Me voici sur un plateau à l'endroit de la palombière quand j'entends crier : « Tu crois qu'avec ta voiture rouge les palombes vont se poser ? »

Je comprends et fais vite marche arrière pour aller me garer derrière les autres véhicules.

Par un petit sentier, j'arrive dans le bois.

Je crois me trouver devant une petite cabane mais c'est en fait une vraie petite maison avec une cheminée d'où s'échappe déjà une fumée... alors qu'il n'est que 7 heures du matin !

J'entre et je vois assis au fond de la salle mes amis chasseurs très affairés, l'un pèle des pommes de terre, un autre râpe des carottes, un autre rince des oignons.

« On fait la garbure !», me dit-on. « Rajoutes-y quatre morceaux de confit Léon! »

La marmite est garnie, on ajuste le feu et maintenant on va rejoindre les copains sur les branches.

On grimpe sur une échelle de quelques mètres qui ne me semble pas très solide...

On arrive sur le plateau d'envol à partir duquel les six gaillards se répartissent dans les branches.

Je reste là – je ne suis que spectateur - et je les regarde avec leur fusil en bandoulière et leur panière aller d'une branche à l'autre tels des gamins lors d'une séance d'accrobranche. « Oups, celle-là a failli craquer ! »

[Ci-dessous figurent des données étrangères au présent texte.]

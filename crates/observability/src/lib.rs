//! Diagnostic tracing setup shared by the binaries.
//!
//! This is separate from the ledger's transaction log, which is part of the
//! domain and lives in `stockledger-events`.

/// Initialize process-wide tracing.
///
/// Safe to call multiple times; subsequent calls become no-ops.
pub fn init() {
    tracing::init(tracing::Format::Json);
}

/// Initialize with human-readable output instead of JSON.
pub fn init_pretty() {
    tracing::init(tracing::Format::Pretty);
}

/// Tracing configuration (filters, output format).
pub mod tracing;
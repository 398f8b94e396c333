use std::fs;
use std::io::ErrorKind;
use std::path::{Path, PathBuf};

use serde::Serialize;
use serde_json::ser::PrettyFormatter;

use stockledger_core::{LedgerError, LedgerResult};
use stockledger_inventory::{StockMap, StockStore};

/// Stock persisted as a single JSON object (`{"apple": 7, ...}`).
///
/// Saves rewrite the whole file with 4-space indentation. Loads accept any
/// layout. No locking: two stores on the same path simply overwrite each other.
#[derive(Debug, Clone, PartialEq, Eq)]
pub struct JsonFileStore {
    path: PathBuf,
}

impl JsonFileStore {
    pub fn new(path: impl Into<PathBuf>) -> Self {
        Self { path: path.into() }
    }

    pub fn path(&self) -> &Path {
        &self.path
    }

    fn io_error(&self, err: impl core::fmt::Display) -> LedgerError {
        LedgerError::io(format!("{}: {err}", self.path.display()))
    }
}

impl StockStore for JsonFileStore {
    fn load(&self) -> LedgerResult<Option<StockMap>> {
        let contents = match fs::read_to_string(&self.path) {
            Ok(contents) => contents,
            Err(e) if e.kind() == ErrorKind::NotFound => {
                return Err(LedgerError::missing_file(&self.path));
            }
            Err(e) => return Err(self.io_error(e)),
        };

        if contents.is_empty() {
            return Ok(None);
        }

        let stock: StockMap =
            serde_json::from_str(&contents).map_err(|e| LedgerError::malformed(e.to_string()))?;
        tracing::debug!(path = %self.path.display(), items = stock.len(), "stock file read");
        Ok(Some(stock))
    }

    fn save(&self, stock: &StockMap) -> LedgerResult<()> {
        let mut buf = Vec::new();
        let mut ser =
            serde_json::Serializer::with_formatter(&mut buf, PrettyFormatter::with_indent(b"    "));
        stock.serialize(&mut ser).map_err(|e| self.io_error(e))?;

        fs::write(&self.path, buf).map_err(|e| self.io_error(e))?;
        tracing::debug!(path = %self.path.display(), items = stock.len(), "stock file written");
        Ok(())
    }
}
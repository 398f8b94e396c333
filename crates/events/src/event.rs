use chrono::{DateTime, Local};

use stockledger_core::Severity;

/// Something that happened to the ledger and deserves a log line.
///
/// Events are facts: immutable once created and only ever appended.
pub trait Event: Clone + core::fmt::Debug {
    /// Stable event name (e.g. "inventory.item.added").
    fn event_type(&self) -> &'static str;

    /// Severity the event is recorded at.
    fn severity(&self) -> Severity;

    /// Human-readable description written to the transaction log.
    fn describe(&self) -> String;

    /// When the event occurred.
    fn occurred_at(&self) -> DateTime<Local>;

    /// Render the severity marker directly in front of the description
    /// (`ERROR saving data: ...`) rather than as a `ERROR - ...` prefix.
    fn inline_marker(&self) -> bool {
        false
    }
}
//! Stock quantity value object.

use serde::{Deserialize, Serialize};

use crate::error::{LedgerError, LedgerResult};
use crate::value_object::ValueObject;

/// A non-negative number of units.
///
/// Callers hand quantities in as signed integers; conversion is where negative
/// input is rejected.
#[derive(Debug, Copy, Clone, Default, PartialEq, Eq, PartialOrd, Ord, Hash, Serialize, Deserialize)]
#[serde(transparent)]
pub struct Quantity(u64);

impl ValueObject for Quantity {}

impl Quantity {
    pub const ZERO: Quantity = Quantity(0);

    pub fn new(units: u64) -> Self {
        Self(units)
    }

    pub fn get(self) -> u64 {
        self.0
    }

    pub fn is_zero(self) -> bool {
        self.0 == 0
    }

    pub fn checked_add(self, other: Quantity) -> LedgerResult<Quantity> {
        self.0
            .checked_add(other.0)
            .map(Quantity)
            .ok_or_else(|| LedgerError::invalid_input("quantity overflow"))
    }

    /// Subtract, or `None` when `other` exceeds `self`.
    pub fn checked_sub(self, other: Quantity) -> Option<Quantity> {
        self.0.checked_sub(other.0).map(Quantity)
    }
}

impl TryFrom<i64> for Quantity {
    type Error = LedgerError;

    fn try_from(value: i64) -> Result<Self, Self::Error> {
        u64::try_from(value).map(Quantity).map_err(|_| {
            LedgerError::invalid_input(format!("quantity must be non-negative, got {value}"))
        })
    }
}

impl From<u64> for Quantity {
    fn from(value: u64) -> Self {
        Self(value)
    }
}

impl From<Quantity> for u64 {
    fn from(value: Quantity) -> Self {
        value.0
    }
}

impl core::fmt::Display for Quantity {
    fn fmt(&self, f: &mut core::fmt::Formatter<'_>) -> core::fmt::Result {
        core::fmt::Display::fmt(&self.0, f)
    }
}

#[cfg(test)]
mod tests {
    use super::*;
    use proptest::prelude::*;

    #[test]
    fn negative_input_is_rejected() {
        let err = Quantity::try_from(-1i64).unwrap_err();
        match err {
            LedgerError::InvalidInput(msg) if msg.contains("-1") => {}
            other => panic!("Expected InvalidInput, got {other:?}"),
        }
    }

    #[test]
    fn unsigned_input_converts_without_range_check() {
        assert_eq!(Quantity::from(u64::MAX).get(), u64::MAX);
        assert_eq!(Quantity::try_from(7u64).unwrap(), Quantity::new(7));
    }

    #[test]
    fn zero_is_accepted() {
        assert_eq!(Quantity::try_from(0i64).unwrap(), Quantity::ZERO);
        assert!(Quantity::ZERO.is_zero());
    }

    #[test]
    fn addition_overflow_is_invalid_input() {
        let err = Quantity::new(u64::MAX).checked_add(Quantity::new(1)).unwrap_err();
        assert!(matches!(err, LedgerError::InvalidInput(_)));
    }

    #[test]
    fn subtraction_below_zero_yields_none() {
        assert_eq!(Quantity::new(3).checked_sub(Quantity::new(4)), None);
        assert_eq!(Quantity::new(4).checked_sub(Quantity::new(4)), Some(Quantity::ZERO));
    }

    proptest! {
        #[test]
        fn every_non_negative_i64_converts_unchanged(n in 0i64..=i64::MAX) {
            prop_assert_eq!(Quantity::try_from(n).unwrap().get(), n as u64);
        }

        #[test]
        fn every_negative_i64_is_rejected(n in i64::MIN..0i64) {
            prop_assert!(Quantity::try_from(n).is_err());
        }
    }
}
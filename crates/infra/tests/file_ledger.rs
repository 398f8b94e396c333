//! End-to-end: a ledger backed by a real JSON file.

use std::fs;

use stockledger_core::{LedgerError, Severity};
use stockledger_infra::{JsonFileStore, LedgerConfig, open_ledger};
use stockledger_inventory::Ledger;
use tempfile::TempDir;

fn config_in(dir: &TempDir) -> LedgerConfig {
    LedgerConfig::default().with_data_file(dir.path().join("inventory.json"))
}

#[test]
fn save_and_reopen_yields_identical_stock() {
    let dir = TempDir::new().unwrap();
    let config = config_in(&dir);

    let mut ledger = open_ledger(&config);
    ledger.add_item("apple", 10).unwrap();
    ledger.add_item("banana", 15).unwrap();
    ledger.add_item("grape", 5).unwrap();
    ledger.remove_item("apple", 3).unwrap();
    ledger.save_data().unwrap();

    let reopened = open_ledger(&config);
    assert_eq!(reopened.stock(), ledger.stock());
    assert_eq!(
        reopened.transaction_log().last().unwrap().message,
        "Data loaded successfully."
    );
}

#[test]
fn fresh_path_starts_empty_with_a_warning() {
    let dir = TempDir::new().unwrap();
    let ledger = open_ledger(&config_in(&dir));

    assert!(ledger.stock().is_empty());
    assert_eq!(ledger.transaction_log().count(Severity::Warning), 1);
    assert!(!dir.path().join("inventory.json").exists());
}

#[test]
fn nothing_is_written_without_an_explicit_save() {
    let dir = TempDir::new().unwrap();
    let config = config_in(&dir);

    let mut ledger = open_ledger(&config);
    ledger.add_item("apple", 1).unwrap();
    drop(ledger);

    assert!(!config.data_file.exists());
}

#[test]
fn corrupt_file_keeps_current_stock_and_logs_error() {
    let dir = TempDir::new().unwrap();
    let config = config_in(&dir);
    fs::write(&config.data_file, "not json").unwrap();

    let mut ledger = Ledger::new(JsonFileStore::new(&config.data_file));
    ledger.add_item("pear", 2).unwrap();

    let err = ledger.load_data().unwrap_err();
    assert!(matches!(err, LedgerError::MalformedData(_)));
    assert_eq!(ledger.get_qty("pear"), 2);

    let entry = ledger.transaction_log().last().unwrap();
    assert!(entry.is_error());
    assert!(entry.to_string().contains(": ERROR decoding JSON: "));
}

#[test]
fn saved_file_is_pretty_printed() {
    let dir = TempDir::new().unwrap();
    let config = config_in(&dir);

    let mut ledger = open_ledger(&config);
    ledger.add_item("apple", 7).unwrap();
    ledger.save_data().unwrap();

    assert_eq!(
        fs::read_to_string(&config.data_file).unwrap(),
        "{\n    \"apple\": 7\n}"
    );
}

#[test]
fn depleted_items_are_not_persisted() {
    let dir = TempDir::new().unwrap();
    let config = config_in(&dir);

    let mut ledger = open_ledger(&config);
    ledger.add_item("apple", 2).unwrap();
    ledger.add_item("fig", 1).unwrap();
    ledger.remove_item("fig", 1).unwrap();
    ledger.save_data().unwrap();

    let written = fs::read_to_string(&config.data_file).unwrap();
    assert!(!written.contains("fig"));
    assert_eq!(open_ledger(&config).get_qty("fig"), 0);
}
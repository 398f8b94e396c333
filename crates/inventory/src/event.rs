//! Events recorded by the ledger into its transaction log.

use chrono::{DateTime, Local};

use stockledger_core::{LedgerError, Quantity, Severity};
use stockledger_events::Event;

/// Ledger operation an event originated from.
#[derive(Debug, Copy, Clone, PartialEq, Eq, Hash)]
pub enum Operation {
    AddItem,
    RemoveItem,
    LoadData,
    SaveData,
}

impl Operation {
    pub fn as_str(&self) -> &'static str {
        match self {
            Operation::AddItem => "add_item",
            Operation::RemoveItem => "remove_item",
            Operation::LoadData => "load_data",
            Operation::SaveData => "save_data",
        }
    }
}

#[derive(Debug, Clone, PartialEq, Eq)]
pub enum LedgerEvent {
    ItemAdded {
        item: String,
        qty: Quantity,
        occurred_at: DateTime<Local>,
    },
    ItemRemoved {
        item: String,
        qty: Quantity,
        occurred_at: DateTime<Local>,
    },
    /// A removal brought the item to zero and its entry was deleted.
    ItemDepleted {
        item: String,
        occurred_at: DateTime<Local>,
    },
    DataLoaded {
        items: usize,
        occurred_at: DateTime<Local>,
    },
    DataSaved {
        items: usize,
        occurred_at: DateTime<Local>,
    },
    Rejected {
        operation: Operation,
        error: LedgerError,
        occurred_at: DateTime<Local>,
    },
}

impl LedgerEvent {
    pub fn rejected(operation: Operation, error: LedgerError) -> Self {
        LedgerEvent::Rejected {
            operation,
            error,
            occurred_at: Local::now(),
        }
    }
}

impl Event for LedgerEvent {
    fn event_type(&self) -> &'static str {
        match self {
            LedgerEvent::ItemAdded { .. } => "inventory.item.added",
            LedgerEvent::ItemRemoved { .. } => "inventory.item.removed",
            LedgerEvent::ItemDepleted { .. } => "inventory.item.depleted",
            LedgerEvent::DataLoaded { .. } => "inventory.data.loaded",
            LedgerEvent::DataSaved { .. } => "inventory.data.saved",
            LedgerEvent::Rejected { .. } => "inventory.operation.rejected",
        }
    }

    fn severity(&self) -> Severity {
        match self {
            LedgerEvent::Rejected { error, .. } => error.severity(),
            _ => Severity::Info,
        }
    }

    fn describe(&self) -> String {
        match self {
            LedgerEvent::ItemAdded { item, qty, .. } => format!("Added {qty} of {item}"),
            LedgerEvent::ItemRemoved { item, qty, .. } => format!("Removed {qty} of {item}"),
            LedgerEvent::ItemDepleted { item, .. } => {
                format!("Item {item} stock reached zero and was removed.")
            }
            LedgerEvent::DataLoaded { .. } => "Data loaded successfully.".to_string(),
            LedgerEvent::DataSaved { .. } => "Data saved successfully.".to_string(),
            LedgerEvent::Rejected { operation, error, .. } => describe_rejection(*operation, error),
        }
    }

    fn occurred_at(&self) -> DateTime<Local> {
        match self {
            LedgerEvent::ItemAdded { occurred_at, .. }
            | LedgerEvent::ItemRemoved { occurred_at, .. }
            | LedgerEvent::ItemDepleted { occurred_at, .. }
            | LedgerEvent::DataLoaded { occurred_at, .. }
            | LedgerEvent::DataSaved { occurred_at, .. }
            | LedgerEvent::Rejected { occurred_at, .. } => *occurred_at,
        }
    }

    fn inline_marker(&self) -> bool {
        matches!(
            self,
            LedgerEvent::Rejected {
                error: LedgerError::MalformedData(_) | LedgerError::Io(_),
                ..
            }
        )
    }
}

fn describe_rejection(operation: Operation, error: &LedgerError) -> String {
    match error {
        LedgerError::InvalidInput(detail) => format!(
            "Invalid input for {}: {detail}. Item must be text and quantity must be a non-negative integer.",
            operation.as_str()
        ),
        LedgerError::InsufficientStock {
            item,
            requested,
            available,
        } => format!(
            "Insufficient stock to remove {requested} of {item}. Current stock: {available}."
        ),
        LedgerError::ItemNotFound(item) => {
            format!("Attempted to remove non-existent item: {item}")
        }
        LedgerError::MissingFile(_) => "Data file not found.".to_string(),
        LedgerError::MalformedData(detail) => format!("decoding JSON: {detail}"),
        LedgerError::Io(detail) => match operation {
            Operation::SaveData => format!("saving data: {detail}"),
            _ => format!("accessing file: {detail}"),
        },
    }
}

#[cfg(test)]
mod tests {
    use super::*;

    #[test]
    fn successful_events_are_informational() {
        let ev = LedgerEvent::ItemAdded {
            item: "apple".to_string(),
            qty: Quantity::new(10),
            occurred_at: Local::now(),
        };
        assert_eq!(ev.severity(), Severity::Info);
        assert_eq!(ev.describe(), "Added 10 of apple");
        assert_eq!(ev.event_type(), "inventory.item.added");
    }

    #[test]
    fn depletion_is_described_as_removal_of_the_entry() {
        let ev = LedgerEvent::ItemDepleted {
            item: "grape".to_string(),
            occurred_at: Local::now(),
        };
        assert_eq!(ev.describe(), "Item grape stock reached zero and was removed.");
    }

    #[test]
    fn rejection_takes_severity_from_error() {
        let warn = LedgerEvent::rejected(
            Operation::RemoveItem,
            LedgerError::insufficient_stock("orange", 1, 0),
        );
        assert_eq!(warn.severity(), Severity::Warning);
        assert_eq!(
            warn.describe(),
            "Insufficient stock to remove 1 of orange. Current stock: 0."
        );

        let err = LedgerEvent::rejected(Operation::AddItem, LedgerError::invalid_input("qty -3"));
        assert_eq!(err.severity(), Severity::Error);
        assert!(err.describe().starts_with("Invalid input for add_item: qty -3."));
    }

    #[test]
    fn io_rejection_names_the_failing_side() {
        let save = LedgerEvent::rejected(Operation::SaveData, LedgerError::io("denied"));
        let load = LedgerEvent::rejected(Operation::LoadData, LedgerError::io("denied"));
        assert_eq!(save.describe(), "saving data: denied");
        assert_eq!(load.describe(), "accessing file: denied");
        assert!(save.inline_marker());
        assert!(load.inline_marker());
    }

    #[test]
    fn decode_failure_renders_as_error_decoding_json() {
        let ev = LedgerEvent::rejected(Operation::LoadData, LedgerError::malformed("EOF"));
        let entry = stockledger_events::LogEntry::from_event(&ev);
        assert!(entry.to_string().ends_with(": ERROR decoding JSON: EOF"));
    }

    #[test]
    fn shortfalls_keep_the_dashed_marker() {
        let ev = LedgerEvent::rejected(
            Operation::RemoveItem,
            LedgerError::insufficient_stock("orange", 1, 0),
        );
        assert!(!ev.inline_marker());
        let entry = stockledger_events::LogEntry::from_event(&ev);
        assert!(entry.to_string().contains(": WARNING - Insufficient stock"));
    }
}
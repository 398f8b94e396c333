//! Transaction log: events describing ledger operations, and the append-only
//! log they are recorded into.

pub mod entry;
pub mod event;
pub mod log;

pub use entry::LogEntry;
pub use event::Event;
pub use log::TransactionLog;
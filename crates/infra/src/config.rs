//! Ledger configuration.
//!
//! Defaults match a plain `inventory.json` in the working directory; the
//! environment can override each field.

use std::path::PathBuf;

use serde::{Deserialize, Serialize};

use stockledger_inventory::DEFAULT_LOW_STOCK_THRESHOLD;

pub const DEFAULT_DATA_FILE: &str = "inventory.json";

/// Overrides `data_file`.
pub const DATA_FILE_ENV: &str = "STOCKLEDGER_FILE";

/// Overrides `low_stock_threshold`.
pub const LOW_STOCK_THRESHOLD_ENV: &str = "STOCKLEDGER_LOW_STOCK_THRESHOLD";

#[derive(Debug, Clone, PartialEq, Eq, Serialize, Deserialize)]
pub struct LedgerConfig {
    pub data_file: PathBuf,
    pub low_stock_threshold: u64,
}

impl Default for LedgerConfig {
    fn default() -> Self {
        Self {
            data_file: PathBuf::from(DEFAULT_DATA_FILE),
            low_stock_threshold: DEFAULT_LOW_STOCK_THRESHOLD,
        }
    }
}

impl LedgerConfig {
    pub fn from_env() -> Self {
        Self::from_lookup(|key| std::env::var(key).ok())
    }

    /// Build from an arbitrary key lookup. Unset or blank keys keep defaults;
    /// an unparsable threshold is ignored with a warning.
    pub fn from_lookup(lookup: impl Fn(&str) -> Option<String>) -> Self {
        let mut config = Self::default();

        if let Some(path) = lookup(DATA_FILE_ENV).filter(|v| !v.trim().is_empty()) {
            config.data_file = PathBuf::from(path);
        }

        if let Some(raw) = lookup(LOW_STOCK_THRESHOLD_ENV).filter(|v| !v.trim().is_empty()) {
            match raw.trim().parse::<u64>() {
                Ok(threshold) => config.low_stock_threshold = threshold,
                Err(e) => tracing::warn!(
                    value = %raw,
                    error = %e,
                    "{} is not a non-negative integer; using {}",
                    LOW_STOCK_THRESHOLD_ENV,
                    config.low_stock_threshold
                ),
            }
        }

        config
    }

    pub fn with_data_file(mut self, path: impl Into<PathBuf>) -> Self {
        self.data_file = path.into();
        self
    }

    pub fn with_low_stock_threshold(mut self, threshold: u64) -> Self {
        self.low_stock_threshold = threshold;
        self
    }
}
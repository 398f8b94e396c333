use stockledger_core::Severity;

use crate::entry::LogEntry;
use crate::event::Event;

/// Append-only, in-memory record of every ledger operation and its outcome.
///
/// There is no API to remove or rewrite entries; the log lives as long as the
/// ledger that owns it.
#[derive(Debug, Clone, Default)]
pub struct TransactionLog {
    entries: Vec<LogEntry>,
}

impl TransactionLog {
    pub fn new() -> Self {
        Self::default()
    }

    /// Append an event; the new entry is then [`TransactionLog::last`].
    pub fn record<E: Event>(&mut self, event: &E) {
        let entry = LogEntry::from_event(event);
        match entry.severity {
            Severity::Info => tracing::info!(event_type = %entry.event_type, "{}", entry.message),
            Severity::Warning => tracing::warn!(event_type = %entry.event_type, "{}", entry.message),
            Severity::Error => tracing::error!(event_type = %entry.event_type, "{}", entry.message),
        }
        self.entries.push(entry);
    }

    pub fn entries(&self) -> &[LogEntry] {
        &self.entries
    }

    pub fn iter(&self) -> impl Iterator<Item = &LogEntry> {
        self.entries.iter()
    }

    pub fn len(&self) -> usize {
        self.entries.len()
    }

    pub fn is_empty(&self) -> bool {
        self.entries.is_empty()
    }

    pub fn last(&self) -> Option<&LogEntry> {
        self.entries.last()
    }

    pub fn count(&self, severity: Severity) -> usize {
        self.entries.iter().filter(|e| e.severity == severity).count()
    }
}

impl<'a> IntoIterator for &'a TransactionLog {
    type Item = &'a LogEntry;
    type IntoIter = core::slice::Iter<'a, LogEntry>;

    fn into_iter(self) -> Self::IntoIter {
        self.entries.iter()
    }
}
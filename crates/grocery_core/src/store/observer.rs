//! Change notification for presentation layers.

use crate::model::item::{Item, ItemId};

/// A successful mutation of the store.
#[derive(Debug, Clone, PartialEq, Eq)]
pub enum StoreEvent {
    Added(Item),
    Toggled(Item),
    Deleted(ItemId),
    Seeded(Vec<Item>),
}

/// Handle returned by `on_change`, used to unsubscribe.
#[derive(Debug, Clone, Copy, PartialEq, Eq, Hash)]
pub struct SubscriptionId(u64);

type Listener = Box<dyn FnMut(&StoreEvent)>;

#[derive(Default)]
pub(crate) struct Observers {
    next_id: u64,
    listeners: Vec<(SubscriptionId, Listener)>,
}

impl Observers {
    pub(crate) fn subscribe(&mut self, listener: Listener) -> SubscriptionId {
        let id = SubscriptionId(self.next_id);
        self.next_id += 1;
        self.listeners.push((id, listener));
        id
    }

    pub(crate) fn unsubscribe(&mut self, id: SubscriptionId) -> bool {
        let before = self.listeners.len();
        self.listeners.retain(|(existing, _)| *existing != id);
        self.listeners.len() != before
    }

    pub(crate) fn notify(&mut self, event: &StoreEvent) {
        for (_, listener) in &mut self.listeners {
            listener(event);
        }
    }
}
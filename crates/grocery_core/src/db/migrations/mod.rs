//! Ordered schema steps for the grocery database.
//!
//! Each step runs once per file. Pending steps are applied together in one
//! transaction, so a half-upgraded list file cannot exist.

use crate::db::{DbError, DbResult};
use log::info;
use rusqlite::Connection;

struct Step {
    version: u32,
    name: &'static str,
    sql: &'static str,
}

const STEPS: &[Step] = &[
    Step {
        version: 1,
        name: "items",
        sql: include_str!("0001_items.sql"),
    },
    Step {
        version: 2,
        name: "ui_state",
        sql: include_str!("0002_ui_state.sql"),
    },
];

/// Schema version this build writes.
pub fn latest_version() -> u32 {
    STEPS.last().map_or(0, |step| step.version)
}

/// Brings the database up to [`latest_version`].
///
/// # Errors
/// - `SchemaTooNew` when the file is ahead of this build.
/// - `Sqlite` when a step fails; no step is committed in that case.
pub fn apply_migrations(conn: &mut Connection) -> DbResult<()> {
    let found: u32 = conn.query_row("PRAGMA user_version;", [], |row| row.get(0))?;
    let supported = latest_version();
    if found > supported {
        return Err(DbError::SchemaTooNew { found, supported });
    }

    let pending: Vec<&Step> = STEPS.iter().filter(|step| step.version > found).collect();
    if pending.is_empty() {
        return Ok(());
    }

    let tx = conn.transaction()?;
    for step in &pending {
        tx.execute_batch(step.sql)?;
        tx.pragma_update(None, "user_version", step.version)?;
        info!(
            "event=db_migrate module=db status=applied version={} step={}",
            step.version, step.name
        );
    }
    tx.commit()?;
    Ok(())
}
//! Presentation-only persisted flags.
//!
//! Stored in the `ui_state` table, separate from items; the grocery store
//! never reads or writes it.

use crate::repo::item_repo::RepoResult;
use rusqlite::{params, Connection, OptionalExtension};

const HAS_SHOWN_TIP_KEY: &str = "has_shown_tip";

/// Key/value flags for onboarding and other view concerns.
pub struct SqliteUiStateRepository<'conn> {
    conn: &'conn Connection,
}

impl<'conn> SqliteUiStateRepository<'conn> {
    pub fn new(conn: &'conn Connection) -> Self {
        Self { conn }
    }

    /// Returns whether the "essential foods" tip was already presented.
    pub fn has_shown_tip(&self) -> RepoResult<bool> {
        Ok(self.get_flag(HAS_SHOWN_TIP_KEY)?.unwrap_or(false))
    }

    /// Records that the tip was presented. Safe to call repeatedly.
    pub fn mark_tip_shown(&self) -> RepoResult<()> {
        self.set_flag(HAS_SHOWN_TIP_KEY, true)
    }

    fn get_flag(&self, key: &str) -> RepoResult<Option<bool>> {
        let value = self
            .conn
            .query_row(
                "SELECT value FROM ui_state WHERE key = ?1;",
                [key],
                |row| row.get::<_, String>(0),
            )
            .optional()?;
        Ok(value.map(|raw| raw == "1"))
    }

    fn set_flag(&self, key: &str, value: bool) -> RepoResult<()> {
        self.conn.execute(
            "INSERT INTO ui_state (key, value) VALUES (?1, ?2)
             ON CONFLICT(key) DO UPDATE SET
                value = excluded.value,
                updated_at = (strftime('%s', 'now') * 1000);",
            params![key, if value { "1" } else { "0" }],
        )?;
        Ok(())
    }
}
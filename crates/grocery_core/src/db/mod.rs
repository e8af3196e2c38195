//! Backing SQLite medium for the grocery list.
//!
//! One file holds the `items` table and the presentation-only `ui_state`
//! table. Its schema version lives in `PRAGMA user_version`, and nothing is
//! read before the migrations in [`migrations`] have run.

use std::error::Error;
use std::fmt::{Display, Formatter};

pub mod migrations;
mod open;

pub use open::{open_db, open_db_in_memory};

pub type DbResult<T> = Result<T, DbError>;

#[derive(Debug)]
pub enum DbError {
    Sqlite(rusqlite::Error),
    /// The list file was last written by a newer build.
    SchemaTooNew { found: u32, supported: u32 },
}

impl Display for DbError {
    fn fmt(&self, f: &mut Formatter<'_>) -> std::fmt::Result {
        match self {
            Self::Sqlite(err) => write!(f, "sqlite: {err}"),
            Self::SchemaTooNew { found, supported } => write!(
                f,
                "grocery list uses schema v{found} but this build only understands up to v{supported}; upgrade to open it"
            ),
        }
    }
}

impl Error for DbError {
    fn source(&self) -> Option<&(dyn Error + 'static)> {
        match self {
            Self::Sqlite(err) => Some(err),
            Self::SchemaTooNew { .. } => None,
        }
    }
}

impl From<rusqlite::Error> for DbError {
    fn from(value: rusqlite::Error) -> Self {
        Self::Sqlite(value)
    }
}
//! Rendering of store contents for the terminal.

use grocery_core::Item;

pub const EMPTY_CART_TITLE: &str = "Empty Cart";
pub const EMPTY_CART_MESSAGE: &str = "Add some Items to the shopping list.";
pub const TIP_TITLE: &str = "Essential Foods";
pub const TIP_MESSAGE: &str = "Add some everyday items to the shopping list.";

const SHORT_ID_LEN: usize = 8;

/// One line per item: completion marker, short id, title.
pub fn render_items(items: &[Item]) -> String {
    items
        .iter()
        .map(render_item)
        .collect::<Vec<_>>()
        .join("\n")
}

pub fn render_item(item: &Item) -> String {
    let marker = if item.is_completed { "[x]" } else { "[ ]" };
    let id = item.id.to_string();
    format!("{marker} {}  {}", &id[..SHORT_ID_LEN], item.title)
}

pub fn render_json<T: serde::Serialize + ?Sized>(value: &T) -> Result<String, String> {
    serde_json::to_string_pretty(value).map_err(|err| format!("failed to encode JSON: {err}"))
}

pub fn render_empty_cart() -> String {
    format!("{EMPTY_CART_TITLE}\n{EMPTY_CART_MESSAGE}")
}

pub fn render_tip() -> String {
    format!("Tip: {TIP_TITLE}. {TIP_MESSAGE} Run `grocery seed`.")
}

#[cfg(test)]
mod tests {
    use super::{render_item, render_items};
    use grocery_core::Item;

    #[test]
    fn completed_items_are_marked() {
        let mut item = Item::new("Cheese & Eggs");
        assert!(render_item(&item).starts_with("[ ] "));
        item.toggle();
        let line = render_item(&item);
        assert!(line.starts_with("[x] "));
        assert!(line.ends_with("  Cheese & Eggs"));
        assert!(line.contains(&item.id.to_string()[..8]));
    }

    #[test]
    fn items_render_one_per_line_in_order() {
        let items = vec![Item::new("Rice"), Item::new("Pasta")];
        let rendered = render_items(&items);
        let lines: Vec<&str> = rendered.lines().collect();
        assert_eq!(lines.len(), 2);
        assert!(lines[0].ends_with("Rice"));
        assert!(lines[1].ends_with("Pasta"));
    }
}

Celui qui a failli tomber se rattrape, pose son appeau et ajuste la ficelle depuis l'endroit d'où il va tirer.

Tout est installé. Tous sont en place. Silence, on tourne ! On attend les palombes.

On entend quelques oiseaux piailler par ci par là quand tout d'un coup, un compère lève le bras car il a vu au loin arriver un vol de palombes.

Tout le monde se prépare, on est prêt à tirer les appeaux pour faire s'agiter les palombes artificielles et attirer les vraies palombes sur les branches.

Elles arrivent, se posent sur les branches.

Silence, tout d'un coup, on entend un fracas de tir en groupe. C'est une terrible fusillade. On entend tomber sur les feuilles quelques oiseaux.

On redescend pour faire le bilan. « On va en avoir 18 » dit Marcel qui les ramasse et les met dans le carnier.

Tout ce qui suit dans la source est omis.